Always combine with:
- History (alcohol, drugs, infection)
- Symptoms (pain, jaundice, fever)
- Observations
- Imaging
Pattern + story = diagnosis
✅ Practical examples (how you think on-call)
Scenario 1
ALT 650
ALP 120
👉 Hepatocellular
→ think viral/drug/alcohol/AIH
Scenario 2
ALP 500
ALT 70
Jaundice
👉 Cholestatic
→ urgent ultrasound → obstruction?
Scenario 3
Albumin 22
INR 2.0
Known cirrhosis
👉 Synthetic failure
→ decompensation → escalate
Scenario 4
AST > ALT (2:1)
Alcohol history
👉 Alcohol-related
Classic exam + ward pattern
Scenario 5
ALT > AST
Overweight/diabetic
👉 MASLD likely
✅ Useful quick clues juniors should know
AST:ALT ratio > 2
→ Alcohol-related disease
Very high ALT/AST (>1000)
→ Acute hepatitis or ischaemia
(not chronic disease)
Isolated raised ALP
→ Think cholestasis or bone
(check GGT to confirm liver source)
Low albumin alone
→ Could be malnutrition or chronic illness
(not always liver failure)
Rising INR
→ Red flag
Always take seriously
✅ When to escalate urgently
Refer/escalate if:
- INR rising
- Confusion/encephalopathy
- Jaundice + sepsis
- Suspected acute liver failure
- Very abnormal LFTs with systemic illness
- NEWS ≥5
These are not “routine LFT abnormalities”.

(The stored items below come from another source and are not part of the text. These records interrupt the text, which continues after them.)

use crate::errors::EncodingOverflow;
use crate::model::{InstructionId, InstructionInfo, OPCODE_WIDTH};
use crate::Error;
use byteorder::{BigEndian, ByteOrder};

/// Growable bytecode buffer
///
/// The backing storage only grows (by doubling) while the logical end `bci` can move backwards
/// when the rewriter replaces instructions. All multi-byte fields are big-endian.
#[derive(Default)]
pub(crate) struct BytecodeBuffer {
    bytes: Vec<u8>,
    bci: usize,
}

impl BytecodeBuffer {
    const INITIAL_CAPACITY: usize = 16;

    pub fn bci(&self) -> usize {
        self.bci
    }

    /// Move the logical end (only backwards, when rewriting)
    pub fn set_bci(&mut self, bci: usize) {
        debug_assert!(bci <= self.bci);
        self.bci = bci;
    }

    pub fn clear(&mut self) {
        self.bci = 0;
    }

    /// Make sure there is room for `n` bytes in total
    pub fn ensure_capacity(&mut self, n: usize) {
        if self.bytes.len() >= n {
            return;
        }
        let mut capacity = self.bytes.len().max(Self::INITIAL_CAPACITY);
        while capacity < n {
            capacity *= 2;
        }
        self.bytes.resize(capacity, 0);
    }

    /// Append an instruction, returning the bci it was written at
    pub fn write_instruction(
        &mut self,
        info: &InstructionInfo,
        immediates: &[i32],
    ) -> Result<usize, Error> {
        debug_assert_eq!(info.immediates.len(), immediates.len());
        let bci = self.bci;
        let end = bci + info.length();
        if end > i32::MAX as usize {
            return Err(Error::Encoding(EncodingOverflow::Bytecode(end)));
        }
        self.ensure_capacity(end);

        BigEndian::write_u16(&mut self.bytes[bci..bci + OPCODE_WIDTH], info.id.0);
        let mut offset = bci + OPCODE_WIDTH;
        for (kind, value) in info.immediates.iter().zip(immediates) {
            match kind.width() {
                2 => {
                    let short = i16::try_from(*value)
                        .map_err(|_| Error::Encoding(EncodingOverflow::ShortImmediate(*value)))?;
                    BigEndian::write_i16(&mut self.bytes[offset..offset + 2], short);
                }
                _ => BigEndian::write_i32(&mut self.bytes[offset..offset + 4], *value),
            }
            offset += kind.width();
        }
        self.bci = end;
        Ok(bci)
    }

    pub fn patch_int(&mut self, at: usize, value: i32) {
        debug_assert!(at + 4 <= self.bci);
        BigEndian::write_i32(&mut self.bytes[at..at + 4], value);
    }

    pub fn read_opcode(&self, at: usize) -> InstructionId {
        InstructionId(BigEndian::read_u16(&self.bytes[at..at + OPCODE_WIDTH]))
    }

    /// Read back the immediates of the instruction at `bci`
    pub fn read_immediates(&self, bci: usize, info: &InstructionInfo) -> Vec<i32> {
        read_immediates(&self.bytes[..self.bci], bci, info)
    }

    /// Instructions between two bcis, as `(bci, opcode)` pairs
    pub fn scan(
        &self,
        from: usize,
        to: usize,
        length_of: impl Fn(InstructionId) -> usize,
    ) -> Vec<(usize, InstructionId)> {
        let mut instructions = vec![];
        let mut bci = from;
        while bci < to {
            let opcode = self.read_opcode(bci);
            instructions.push((bci, opcode));
            bci += length_of(opcode);
        }
        instructions
    }

    pub fn to_vec(&self) -> Vec<u8> {
        self.bytes[..self.bci].to_vec()
    }
}

/// Decode the immediates of the instruction at `bci`
pub(crate) fn read_immediates(bytes: &[u8], bci: usize, info: &InstructionInfo) -> Vec<i32> {
    let mut offset = bci + OPCODE_WIDTH;
    info.immediates
        .iter()
        .map(|kind| {
            let value = match kind.width() {
                2 => BigEndian::read_i16(&bytes[offset..offset + 2]) as i32,
                _ => BigEndian::read_i32(&bytes[offset..offset + 4]),
            };
            offset += kind.width();
            value
        })
        .collect()
}

#[cfg(test)]
mod test {
    use super::*;
    use crate::model::{ImmediateKind, StackEffect};

    fn info(id: u16, immediates: Vec<ImmediateKind>) -> InstructionInfo {
        InstructionInfo::new(InstructionId(id), "test", immediates, StackEffect::Fixed(0))
    }

    #[test]
    fn grows_by_doubling() {
        let mut buffer = BytecodeBuffer::default();
        buffer.ensure_capacity(1);
        assert_eq!(buffer.bytes.len(), 16);
        buffer.ensure_capacity(33);
        assert_eq!(buffer.bytes.len(), 64);
        buffer.ensure_capacity(10);
        assert_eq!(buffer.bytes.len(), 64);
    }

    #[test]
    fn writes_big_endian_and_patches() {
        let mut buffer = BytecodeBuffer::default();
        let branch = info(3, vec![ImmediateKind::BranchTarget, ImmediateKind::FrameIndex]);
        assert_eq!(buffer.write_instruction(&branch, &[-1, 7]).unwrap(), 0);
        assert_eq!(buffer.to_vec(), vec![0, 3, 0xff, 0xff, 0xff, 0xff, 0, 7]);

        buffer.patch_int(2, 0x0102_0304);
        assert_eq!(buffer.read_immediates(0, &branch), vec![0x0102_0304, 7]);
    }

    #[test]
    fn short_immediates_overflow() {
        let mut buffer = BytecodeBuffer::default();
        let store = info(6, vec![ImmediateKind::FrameIndex]);
        assert!(matches!(
            buffer.write_instruction(&store, &[40_000]),
            Err(Error::Encoding(EncodingOverflow::ShortImmediate(40_000)))
        ));
    }

    #[test]
    fn scan_walks_instruction_lengths() {
        let mut buffer = BytecodeBuffer::default();
        let pop = info(0, vec![]);
        let constant = info(11, vec![ImmediateKind::Constant]);
        buffer.write_instruction(&pop, &[]).unwrap();
        buffer.write_instruction(&constant, &[5]).unwrap();
        buffer.write_instruction(&pop, &[]).unwrap();
        let lengths = |id: InstructionId| if id.0 == 0 { 2 } else { 6 };
        assert_eq!(
            buffer.scan(0, buffer.bci(), lengths),
            vec![
                (0, InstructionId(0)),
                (2, InstructionId(11)),
                (8, InstructionId(0))
            ]
        );
    }
}
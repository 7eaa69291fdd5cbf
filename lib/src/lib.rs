//! Structured bytecode assembler
//!
//! A language front-end describes its operations once in a [`Model`] and then drives an
//! [`OperationBuilder`] with nested `begin`/`end` calls while walking its syntax tree. The
//! [`Builder`] lowers those calls straight to compact bytecode plus the side tables an
//! interpreter needs (exception handlers, source positions, locals, continuations). The same
//! calls can instead be recorded with a [`serialize::Serializer`] and replayed later.
//!
//! ```
//! use bcasm::{Builder, BuilderConfig, Constant, ModelBuilder, OperationBuilder, StatePool};
//!
//! # fn main() -> Result<(), bcasm::Error> {
//! let model = ModelBuilder::new("Tiny").build()?;
//! let mut pool = StatePool::default();
//! let mut builder = Builder::new(&model, BuilderConfig::minimal(), &mut pool);
//! builder.begin_root()?;
//! builder.begin_return()?;
//! builder.emit_load_constant(Constant::Integer(42))?;
//! builder.end_return()?;
//! builder.end_root()?;
//! let nodes = builder.finish()?;
//! assert_eq!(nodes.roots[0].constants, vec![Constant::Integer(42)]);
//! # Ok(())
//! # }
//! ```

mod config;
mod constant;
mod errors;

pub mod builder;
pub mod model;
pub mod program;
pub mod sample;
pub mod serialize;

pub use builder::{
    finally_generator, Argument, Builder, BytecodeLabel, BytecodeLocal, FinallyGenerator,
    OperationBuilder, StatePool,
};
pub use config::BuilderConfig;
pub use constant::{Constant, RootId};
pub use errors::{EncodingOverflow, Error};
pub use model::{Features, Model, ModelBuilder, TagMask};
pub use program::{BytecodeNodes, BytecodeProgram};
#[test]
fn try_finally_copies_handler() {
    let model = model(Features::empty());
    let nodes = build(&model, BuilderConfig::minimal(), |b| {
        b.begin_root()?;
        b.begin_try_finally(finally_generator(|b| print_constant(b, "finally")))?;
        b.begin_custom("Print", vec![])?;
        b.emit_load_argument(0)?;
        b.end_custom("Print", vec![])?;
        b.end_try_finally()?;
        b.end_root()?;
        Ok(())
    })
    .unwrap();

    let root = &nodes.roots[0];
    assert_eq!(
        listing(&model, root),
        vec![
            op("load.argument", &[0]),
            op("c.Print", &[0]),
            op("load.constant", &[0]),
            op("c.Print", &[1]),
            op("branch", &[42]),
            op("load.constant", &[0]),
            op("c.Print", &[2]),
            op("throw", &[]),
            op("load.null", &[]),
            op("return", &[]),
        ]
    );
    assert_eq!(
        root.handler_entries(),
        vec![HandlerInfo {
            start_bci: 0,
            end_bci: 10,
            kind: HandlerKind::Custom,
            handler: 28,
            stack_height: 0,
        }]
    );
    assert_eq!(root.constants, vec![Constant::string("finally")]);
    assert_eq!(root.num_nodes, 3);
}

#[test]
fn nested_block_locals_get_later_slots() {
    let model = model(Features::BLOCK_SCOPING);
    let mut slots = None;
    let nodes = build(&model, BuilderConfig::minimal(), |b| {
        b.begin_root()?;
        b.begin_block()?;
        let outer = b.create_local(None, None)?;
        b.begin_store_local(outer)?;
        b.emit_load_argument(0)?;
        b.end_store_local()?;

        b.begin_block()?;
        let inner = b.create_local(None, None)?;
        b.begin_store_local(inner)?;
        b.emit_load_local(outer)?;
        b.end_store_local()?;
        b.end_block()?;

        b.emit_load_local(outer)?;
        b.end_block()?;
        b.end_root()?;
        slots = Some((outer.frame_index(), inner.frame_index()));
        Ok(())
    })
    .unwrap();

    let (outer, inner) = slots.unwrap();
    assert!(inner > outer);
    let root = &nodes.roots[0];
    assert_eq!(root.max_locals, 2);
    assert_eq!(root.num_locals, 2);
    let ranges: Vec<(i32, i32)> = root
        .local_entries()
        .iter()
        .map(|entry| (entry.start_bci, entry.end_bci))
        .collect();
    assert_eq!(ranges, vec![(0, 28), (10, 22)]);
}

#[test]
fn forward_branches_to_one_label() {
    let model = model(Features::empty());
    for count in [0, 1, 2, 5] {
        let nodes = build(&model, BuilderConfig::minimal(), |b| {
            b.begin_root()?;
            let label = b.create_label()?;
            for _ in 0..count {
                b.begin_if_then()?;
                b.emit_load_argument(0)?;
                b.emit_branch(label)?;
                b.end_if_then()?;
            }
            b.emit_label(label)?;
            b.end_root()?;
            Ok(())
        })
        .unwrap();

        let label_bci = 20 * count;
        let mut expected = vec![];
        for index in 0..count {
            expected.push(op("load.argument", &[0]));
            expected.push(op("branch.false", &[20 * index + 20, index]));
            expected.push(op("branch", &[label_bci]));
        }
        expected.push(op("load.null", &[]));
        expected.push(op("return", &[]));

        let root = &nodes.roots[0];
        assert_eq!(listing(&model, root), expected, "{} branches", count);
        assert_eq!(root.num_branch_profiles, count as u32);
    }
}

#[test]
fn arms_that_both_return_end_reachability() {
    let model = model(Features::empty());
    let nodes = build(&model, BuilderConfig::minimal(), |b| {
        b.begin_root()?;
        b.begin_if_then_else()?;
        b.emit_load_argument(0)?;
        b.begin_return()?;
        b.emit_load_constant(Constant::Integer(1))?;
        b.end_return()?;
        b.begin_return()?;
        b.emit_load_constant(Constant::Integer(2))?;
        b.end_return()?;
        b.end_if_then_else()?;
        b.emit_load_constant(Constant::Integer(3))?;
        b.end_root()?;
        Ok(())
    })
    .unwrap();

    let root = &nodes.roots[0];
    assert_eq!(
        listing(&model, root),
        vec![
            op("load.argument", &[0]),
            op("branch.false", &[22, 0]),
            op("load.constant", &[0]),
            op("return", &[]),
            op("load.constant", &[1]),
            op("return", &[]),
        ]
    );
    assert_eq!(
        root.constants,
        vec![Constant::Integer(1), Constant::Integer(2), Constant::Integer(3)]
    );
}

#[test]
fn early_exits_split_protected_ranges() {
    let model = model(Features::empty());
    let nodes = build(&model, BuilderConfig::minimal(), |b| {
        b.begin_root()?;
        b.begin_block()?;
        let done = b.create_label()?;
        b.begin_try_catch()?;
        b.begin_block()?;
        b.begin_if_then()?;
        b.emit_load_argument(0)?;
        b.emit_branch(done)?;
        b.end_if_then()?;
        b.begin_custom("Print", vec![])?;
        b.emit_load_argument(1)?;
        b.end_custom("Print", vec![])?;
        b.end_block()?;
        b.begin_custom("Print", vec![])?;
        b.emit_load_exception()?;
        b.end_custom("Print", vec![])?;
        b.end_try_catch()?;
        b.emit_label(done)?;
        b.end_block()?;
        b.end_root()?;
        Ok(())
    })
    .unwrap();

    let root = &nodes.roots[0];
    assert_eq!(
        listing(&model, root),
        vec![
            op("load.argument", &[0]),
            op("branch.false", &[20, 0]),
            op("branch", &[48]),
            op("load.argument", &[1]),
            op("c.Print", &[0]),
            op("branch", &[48]),
            op("load.exception", &[0]),
            op("c.Print", &[1]),
            op("pop", &[]),
            op("load.null", &[]),
            op("return", &[]),
        ]
    );
    let handler = |start_bci, end_bci| HandlerInfo {
        start_bci,
        end_bci,
        kind: HandlerKind::Custom,
        handler: 36,
        stack_height: 0,
    };
    // The branch out of the try body is not protected
    assert_eq!(root.handler_entries(), vec![handler(0, 14), handler(20, 30)]);
}
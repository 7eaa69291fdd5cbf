//! Assembling bytecode from structured operations
//!
//! A parser drives an [`OperationBuilder`] with nested `begin`/`end` calls (and `emit` for leaf
//! operations). The [`Builder`] lowers those calls to bytecode as they arrive: it keeps a stack of
//! open operations, tracks the operand stack height and reachability, patches forward branches
//! once their targets are known, and fills the side tables (exception handlers, source
//! positions, locals) along the way.
//!
//! ### Reachability
//!
//! Code following a `Branch` or `Return` is dead until the next emitted label or the next point
//! where an enclosing operation merges control flow back in (eg. the `else` arm of an
//! `IfThenElse`). Dead instructions are not written, but their stack effect is still tracked and
//! constants they mention are still interned, so that the constant pool layout does not depend
//! on which code happens to be dead.
//!
//! ### Finally handlers
//!
//! `TryFinally` and `TryCatchOtherwise` take a [`FinallyGenerator`] instead of a child for their
//! handler. The generator is called once for every copy of the handler the builder needs: once on
//! the normal exit path, once on the exceptional path, and once for every early exit (`Branch`
//! or `Return`) out of the protected body. Generators must issue the same calls every time.

mod bytecode_buffer;
mod constants;
mod exits;
mod handler_table;
mod label;
mod locals;
mod locals_table;
mod operation_stack;
mod operations;
mod rewriter;
mod source_table;
mod state;

pub use handler_table::{HandlerKind, HANDLER_ENTRY_LENGTH};
pub use label::BytecodeLabel;
pub use locals_table::{LOCAL_ENTRY_LENGTH, SCOPED_LOCAL_ENTRY_LENGTH};
pub use source_table::SOURCE_ENTRY_LENGTH;
pub use state::StatePool;

pub(crate) use bytecode_buffer::read_immediates;

use crate::model::{ArgumentKind, Model, OperationId, OperationKind, Phase, TagMask};
use crate::program::{BytecodeNodes, BytecodeProgram};
use crate::{BuilderConfig, Constant, Error, RootId};
use state::BuilderState;
use std::collections::HashMap;
use std::fmt;
use std::rc::Rc;

/// Closure re-issuing the builder calls of a finally handler
pub type FinallyGenerator = Rc<dyn Fn(&mut dyn OperationBuilder) -> Result<(), Error>>;

/// Wrap a closure into a [`FinallyGenerator`]
pub fn finally_generator<F>(generator: F) -> FinallyGenerator
where
    F: Fn(&mut dyn OperationBuilder) -> Result<(), Error> + 'static,
{
    Rc::new(generator)
}

/// Handle to a local variable
///
/// Handles are only valid in the root that created them (or through materialized accesses from
/// nested roots) and, with block scoping, only while the declaring block is open.
#[derive(Copy, Clone, Debug, PartialEq, Eq, Hash)]
pub struct BytecodeLocal {
    /// Root index, or the context id for handles of a serializer
    pub(crate) root: u32,
    pub(crate) local_index: u16,
    pub(crate) frame_index: u16,
    pub(crate) scope: Option<LocalScope>,
}

/// Declaring scope of a block scoped local
#[derive(Copy, Clone, Debug, PartialEq, Eq, Hash)]
pub(crate) struct LocalScope {
    pub sp: usize,
    pub sequence_number: u32,
}

impl BytecodeLocal {
    /// Index of the local among all locals of its root
    pub fn local_index(&self) -> u16 {
        self.local_index
    }

    /// Slot of the local in the frame
    pub fn frame_index(&self) -> u16 {
        self.frame_index
    }
}

/// Argument of a `begin`, `end`, or `emit` call
#[derive(Clone)]
pub enum Argument {
    Local(BytecodeLocal),
    LocalArray(Vec<BytecodeLocal>),
    Label(BytecodeLabel),
    Tags(TagMask),
    Short(i16),
    Integer(i32),
    Constant(Constant),
    FinallyGenerator(FinallyGenerator),
}

impl Argument {
    pub fn kind(&self) -> ArgumentKind {
        match self {
            Argument::Local(_) => ArgumentKind::Local,
            Argument::LocalArray(_) => ArgumentKind::LocalArray,
            Argument::Label(_) => ArgumentKind::Label,
            Argument::Tags(_) => ArgumentKind::Tags,
            Argument::Short(_) => ArgumentKind::Short,
            Argument::Integer(_) => ArgumentKind::Integer,
            Argument::Constant(_) => ArgumentKind::Constant,
            Argument::FinallyGenerator(_) => ArgumentKind::FinallyGenerator,
        }
    }
}

impl fmt::Debug for Argument {
    fn fmt(&self, f: &mut fmt::Formatter<'_>) -> fmt::Result {
        match self {
            Argument::Local(local) => write!(f, "Local({:?})", local),
            Argument::LocalArray(locals) => write!(f, "LocalArray({:?})", locals),
            Argument::Label(label) => write!(f, "Label({:?})", label),
            Argument::Tags(tags) => write!(f, "Tags({:#b})", tags.0),
            Argument::Short(value) => write!(f, "Short({})", value),
            Argument::Integer(value) => write!(f, "Integer({})", value),
            Argument::Constant(constant) => write!(f, "Constant({})", constant),
            Argument::FinallyGenerator(_) => write!(f, "FinallyGenerator(..)"),
        }
    }
}
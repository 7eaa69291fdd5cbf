/// Source position covered by a bytecode range
#[derive(Copy, Clone, Debug, PartialEq, Eq)]
pub(crate) enum SourceSpan {
    Known { start: i32, length: i32 },

    /// Start is known but the length is only provided when the section ends
    Pending { start: i32 },
}

impl SourceSpan {
    /// Span for a section whose position is not available
    pub const UNAVAILABLE: SourceSpan = SourceSpan::Known {
        start: -1,
        length: -1,
    };
}

#[derive(Copy, Clone, Debug, PartialEq, Eq)]
pub(crate) struct SourceEntry {
    pub start_bci: usize,
    pub end_bci: usize,
    pub source_index: u32,
    pub span: SourceSpan,
}

/// Number of ints per flattened entry
pub const SOURCE_ENTRY_LENGTH: usize = 5;

/// Source info table under construction
#[derive(Default)]
pub(crate) struct SourceTable {
    entries: Vec<SourceEntry>,
}

impl SourceTable {
    pub fn clear(&mut self) {
        self.entries.clear();
    }

    #[cfg(test)]
    pub fn len(&self) -> usize {
        self.entries.len()
    }

    /// Record that `[start_bci, end_bci)` was generated from `span`
    ///
    /// Returns the index of the entry covering the range, which is `None` for empty ranges. An
    /// entry identical to the last one is skipped and one continuing the last one (same source
    /// and span) is merged into it.
    pub fn add(
        &mut self,
        start_bci: usize,
        end_bci: usize,
        source_index: u32,
        span: SourceSpan,
    ) -> Option<usize> {
        if start_bci >= end_bci {
            return None;
        }

        if let Some(last) = self.entries.last_mut() {
            if last.source_index == source_index && last.span == span {
                if last.start_bci == start_bci && last.end_bci == end_bci {
                    return Some(self.entries.len() - 1);
                }
                if last.end_bci == start_bci {
                    last.end_bci = end_bci;
                    return Some(self.entries.len() - 1);
                }
            }
        }

        self.entries.push(SourceEntry {
            start_bci,
            end_bci,
            source_index,
            span,
        });
        Some(self.entries.len() - 1)
    }

    /// Fill in the length of entries recorded while it was still pending
    pub fn patch_length(&mut self, indices: &[usize], length: i32) {
        for index in indices {
            let entry = &mut self.entries[*index];
            if let SourceSpan::Pending { start } = entry.span {
                entry.span = SourceSpan::Known { start, length };
            }
        }
    }

    /// Pull start bcis inside `(from, to]` back to `from`
    pub fn clamp_starts(&mut self, from: usize, to: usize) {
        for entry in &mut self.entries {
            if entry.start_bci > from && entry.start_bci <= to {
                entry.start_bci = from;
            }
        }
    }

    pub fn to_flat(&self) -> Vec<i32> {
        let mut flat = Vec::with_capacity(self.entries.len() * SOURCE_ENTRY_LENGTH);
        for entry in &self.entries {
            let (start, length) = match entry.span {
                SourceSpan::Known { start, length } => (start, length),
                SourceSpan::Pending { start } => (start, -1),
            };
            flat.extend_from_slice(&[
                entry.start_bci as i32,
                entry.end_bci as i32,
                entry.source_index as i32,
                start,
                length,
            ]);
        }
        flat
    }
}

#[cfg(test)]
mod test {
    use super::*;

    const SPAN: SourceSpan = SourceSpan::Known {
        start: 3,
        length: 4,
    };

    #[test]
    fn duplicates_and_contiguous_ranges_compact() {
        let mut table = SourceTable::default();
        assert_eq!(table.add(0, 4, 0, SPAN), Some(0));
        assert_eq!(table.add(0, 4, 0, SPAN), Some(0));
        assert_eq!(table.add(4, 9, 0, SPAN), Some(0));
        assert_eq!(table.len(), 1);
        assert_eq!(table.to_flat(), vec![0, 9, 0, 3, 4]);

        assert_eq!(table.add(9, 12, 1, SPAN), Some(1));
        assert_eq!(table.add(12, 12, 1, SPAN), None);
        assert_eq!(table.len(), 2);
    }

    #[test]
    fn pending_lengths_are_patched() {
        let mut table = SourceTable::default();
        let first = table.add(0, 4, 0, SourceSpan::Pending { start: 10 }).unwrap();
        table.add(4, 6, 0, SPAN);
        let second = table.add(8, 10, 0, SourceSpan::Pending { start: 10 }).unwrap();
        table.patch_length(&[first, second], 7);
        assert_eq!(
            table.to_flat(),
            vec![0, 4, 0, 10, 7, 4, 6, 0, 3, 4, 8, 10, 0, 10, 7]
        );
    }

    #[test]
    fn unavailable_sections() {
        let mut table = SourceTable::default();
        table.add(0, 2, 0, SourceSpan::UNAVAILABLE);
        assert_eq!(table.to_flat(), vec![0, 2, 0, -1, -1]);
    }
}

❌ Common mistakes juniors make
- Looking at numbers individually
- Panicking over mild ALT rises
- Missing synthetic failure
- Not imaging cholestatic pattern
- Not checking drug history
- Over-investigating trivial abnormalities
Always think pattern first.
✅ Simple ward algorithm
When you see abnormal LFTs:
Ask:
- ALT or ALP predominant?
- Is synthetic function abnormal?
- Does the history fit?
- Do I need imaging or escalation?
That’s it.
✅ Take-home concept
Don’t memorise causes — recognise patterns.
ALT = hepatocellular, ALP = cholestatic, INR/albumin = severity.
If you can do that, you’ll interpret 90% of LFTs safely.